Tony de Zorzi appeared to remark, “Yes, I haven’t scored many runs lately,” with that hit.
“Yes, I haven’t really been batting with diamonds on my shoe soles this innings. I’m still here, though. Furthermore, the longer I live, the better I get.
Other players would have been happy to defend Salman Khan’s squat after throwing outside off, which was the day’s penultimate ball. After moving in the direction of his stumps, De Zorzi produced a powerful pull that sent the ball hurtling to the midwicket boundary.

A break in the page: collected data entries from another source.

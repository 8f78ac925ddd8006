use crate::source::{DEFAULT_FETCH_TIMEOUT, DataSource, FileSource, HttpSource, SourceError};
use crate::t_args;
use anyhow::{Context, Result};
use serde::Deserialize;
use std::fs;
use std::path::{Path, PathBuf};
use std::time::Duration;

/// Where the selection is kept when nothing else is configured.
pub const DEFAULT_STATE_FILE: &str = ".exercise-harness/selection.json";

/// Settings from the optional YAML config file. Command line flags are
/// merged on top with [`HarnessConfig::merge`].
#[derive(Debug, Clone, Default, PartialEq, Deserialize)]
#[serde(default, rename_all = "kebab-case", deny_unknown_fields)]
pub struct HarnessConfig {
    pub url: Option<String>,
    pub file: Option<PathBuf>,
    pub timeout_secs: Option<u64>,
    pub invoke_timeout_secs: Option<u64>,
    pub functions_dir: Option<PathBuf>,
    pub state_file: Option<PathBuf>,
}

impl HarnessConfig {
    /// Reads a config file. Relative paths inside it are taken relative to
    /// the file's own directory.
    pub fn load(path: &Path) -> Result<Self> {
        let content = fs::read_to_string(path)
            .with_context(|| t_args!("config-failed-to-read", "file" => path.display()))?;
        let raw: HarnessConfig = serde_yaml::from_str(&content)
            .with_context(|| t_args!("config-yaml-error", "file" => path.display()))?;
        Ok(raw.relative_to(path))
    }

    fn relative_to(self, config_path: &Path) -> Self {
        let resolve = |p: Option<PathBuf>| p.map(|p| resolve_path_relative_to(&p, config_path));
        Self {
            file: resolve(self.file),
            functions_dir: resolve(self.functions_dir),
            state_file: resolve(self.state_file),
            ..self
        }
    }

    /// Fields set in `overrides` replace the ones here.
    pub fn merge(self, overrides: HarnessConfig) -> Self {
        Self {
            url: overrides.url.or(self.url),
            file: overrides.file.or(self.file),
            timeout_secs: overrides.timeout_secs.or(self.timeout_secs),
            invoke_timeout_secs: overrides.invoke_timeout_secs.or(self.invoke_timeout_secs),
            functions_dir: overrides.functions_dir.or(self.functions_dir),
            state_file: overrides.state_file.or(self.state_file),
        }
    }

    pub fn fetch_timeout(&self) -> Duration {
        self.timeout_secs
            .map(Duration::from_secs)
            .unwrap_or(DEFAULT_FETCH_TIMEOUT)
    }

    pub fn invoke_timeout(&self) -> Duration {
        self.invoke_timeout_secs
            .map(Duration::from_secs)
            .unwrap_or(crate::registry::DEFAULT_TIMEOUT)
    }

    pub fn state_file(&self) -> PathBuf {
        self.state_file
            .clone()
            .unwrap_or_else(|| PathBuf::from(DEFAULT_STATE_FILE))
    }

    /// A URL takes precedence over a local file.
    pub fn data_source(&self) -> Result<DataSource, SourceError> {
        if let Some(url) = &self.url {
            return Ok(DataSource::Http(HttpSource::new(url, self.fetch_timeout())?));
        }
        if let Some(path) = &self.file {
            return Ok(DataSource::File(FileSource { path: path.clone() }));
        }
        Err(SourceError::Config(
            "no test data source configured".to_string(),
        ))
    }
}

fn resolve_path_relative_to(path: &Path, config_path: &Path) -> PathBuf {
    if path.is_absolute() {
        return path.to_path_buf();
    }
    match config_path.parent() {
        Some(dir) => dir.join(path),
        None => path.to_path_buf(),
    }
}

#[cfg(test)]
mod tests {
    use super::*;
    use tempfile::tempdir;

    #[test]
    fn file_values_resolve_relative_to_the_file() {
        let dir = tempdir().unwrap();
        let path = dir.path().join("harness.yaml");
        fs::write(
            &path,
            "file: data.json\nfunctions-dir: /opt/functions\ntimeout-secs: 3\n",
        )
        .unwrap();
        let config = HarnessConfig::load(&path).unwrap();
        assert_eq!(config.file, Some(dir.path().join("data.json")));
        assert_eq!(config.functions_dir, Some(PathBuf::from("/opt/functions")));
        assert_eq!(config.fetch_timeout(), Duration::from_secs(3));
        assert!(matches!(config.data_source(), Ok(DataSource::File(_))));
    }

    #[test]
    fn unknown_keys_are_rejected() {
        let dir = tempdir().unwrap();
        let path = dir.path().join("harness.yaml");
        fs::write(&path, "colour: red\n").unwrap();
        assert!(HarnessConfig::load(&path).is_err());
    }

    #[test]
    fn overrides_win_and_url_beats_file() {
        let base = HarnessConfig {
            file: Some("data.json".into()),
            timeout_secs: Some(5),
            ..Default::default()
        };
        let merged = base.merge(HarnessConfig {
            url: Some("http://127.0.0.1:1/data.json".into()),
            timeout_secs: Some(1),
            ..Default::default()
        });
        assert_eq!(merged.timeout_secs, Some(1));
        assert_eq!(merged.file, Some(PathBuf::from("data.json")));
        assert!(matches!(merged.data_source(), Ok(DataSource::Http(_))));
    }

    #[test]
    fn defaults() {
        let config = HarnessConfig::default();
        assert_eq!(config.fetch_timeout(), DEFAULT_FETCH_TIMEOUT);
        assert_eq!(config.state_file(), PathBuf::from(DEFAULT_STATE_FILE));
        assert!(matches!(config.data_source(), Err(SourceError::Config(_))));
    }
}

None of the aforementioned was the highlight of his innings. Instead, it was the result of Salman’s opening delivery in the third-last over of the day, which completely destroyed him.
The ball fizzed past the outside edge and spun as if it had struck a table corner despite De Zorzi’s defensive drive forward. Despite Tony de Zorzi foot remaining stationary, Mohammad Rizwan proceeded to deprive the wicket of its bails using a gloved flourish.
Tony de Zorzi side of the stumps was hit by one. Bending at the waist, he picked up the bail and gave it to the wicketkeeper with a spooky calm. There he was, in his Zen garden.
Senuran Muthusamy, who took 6/117 and nursed South Africa to the end with Tony de Zorzi, told a news conference, “It’s not ideal to have lost those wickets so close to the end of play, but this does happen in Test cricket.” “It’s about bouncing back and finding some resilience.”
Muthusamy is familiar with the definition of resilience. The distance was 22 yards for the 26 minutes he batted alongside Tony de Zorzi.